Department of Pharmacology, University of California, San Diego, La Jolla, CA, 92093, USA.
Nat Commun. 2024 Jun 19;15(1):5234. doi: 10.1038/s41467-024-49231-y.
It has proved challenging to quantitatively relate the proteome to the transcriptome on a per-gene basis. Recent advances in data analytics have enabled a biologically meaningful modularization of the bacterial transcriptome. We thus investigate whether matched datasets of transcriptomes and proteomes from bacteria under diverse conditions can be modularized in the same way to reveal novel relationships between their compositions. We find that; (1) the modules of the proteome and the transcriptome are comprised of a similar list of gene products, (2) the modules in the proteome often represent combinations of modules from the transcriptome, (3) known transcriptional and post-translational regulation is reflected in differences between two sets of modules, allowing for knowledge-mapping when interpreting module functions, and (4) through statistical modeling, absolute proteome allocation can be inferred from the transcriptome alone. Quantitative and knowledge-based relationships can thus be found at the genome-scale between the proteome and transcriptome in bacteria.

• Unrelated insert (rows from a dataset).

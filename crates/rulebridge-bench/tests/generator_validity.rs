//! Checks that generated reports are deterministic and well-shaped.
#![allow(clippy::expect_used)]

use proptest::prelude::*;
use rulebridge_bench::{GeneratorConfig, SizeTier, generate_overlapping, generate_report};
use rulebridge_core::{parse_report, write_report};

#[test]
fn same_seed_same_report() {
    let a = generate_report(&SizeTier::Small.config(9));
    let b = generate_report(&SizeTier::Small.config(9));
    assert_eq!(a, b);
}

#[test]
fn different_seeds_differ() {
    let a = generate_report(&SizeTier::Small.config(1));
    let b = generate_report(&SizeTier::Small.config(2));
    assert_ne!(a, b);
}

#[test]
fn tier_sizes_match_config() {
    let config = SizeTier::Medium.config(42);
    let report = generate_report(&config);
    assert_eq!(report.files.len(), config.num_files);
    assert_eq!(report.rule_index.len(), config.num_rules);
    assert_eq!(report.rules.len(), config.num_rules);
    assert_eq!(
        report.defect_count(),
        config.num_rules * config.targets_per_rule * config.defects_per_target
    );
}

#[test]
fn overlapping_reports_share_names() {
    let (a, b) = generate_overlapping(&SizeTier::Small.config(42));
    let names_a: Vec<&str> = a.rules.iter().map(|r| r.name.as_str()).collect();
    let names_b: Vec<&str> = b.rules.iter().map(|r| r.name.as_str()).collect();
    assert_eq!(names_a, names_b);
    assert_eq!(a.files, b.files);
    assert_ne!(a, b);
}

#[test]
fn generated_report_parses_after_writing() {
    let report = generate_report(&SizeTier::Small.config(42));
    let xml = write_report(&report).expect("write");
    let back = parse_report(&xml).expect("parse");
    assert_eq!(back.defect_count(), report.defect_count());
}

proptest! {
    #![proptest_config(ProptestConfig::with_cases(32))]

    #[test]
    fn any_config_yields_requested_shape(
        seed in any::<u64>(),
        num_files in 0usize..4,
        num_rules in 0usize..6,
        targets_per_rule in 0usize..4,
        defects_per_target in 0usize..5,
        duplicate_rate in 0.0f64..=1.0,
        unlocated_rate in 0.0f64..=1.0,
    ) {
        let config = GeneratorConfig {
            seed,
            num_files,
            num_rules,
            targets_per_rule,
            defects_per_target,
            duplicate_rate,
            unlocated_rate,
        };
        let report = generate_report(&config);
        prop_assert_eq!(report.rules.len(), num_rules);
        prop_assert_eq!(
            report.defect_count(),
            num_rules * targets_per_rule * defects_per_target
        );
    }
}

定量地将蛋白质组与基于基因的转录组联系起来一直具有挑战性。数据分析的最新进展使得细菌转录组具有生物学意义的模块化成为可能。因此,我们研究了在不同条件下来自细菌的转录组和蛋白质组的匹配数据集是否可以以相同的方式模块化,以揭示它们组成之间的新关系。我们发现:(1)蛋白质组和转录组的模块包含相似的基因产物列表,(2)蛋白质组中的模块通常代表转录组模块的组合,(3)已知的转录和翻译后调控反映在两组模块之间的差异中,允许在解释模块功能时进行知识映射,(4)通过统计建模,可以仅从转录组推断出绝对蛋白质组分配。因此,可以在细菌的蛋白质组和转录组之间在基因组范围内找到定量和基于知识的关系。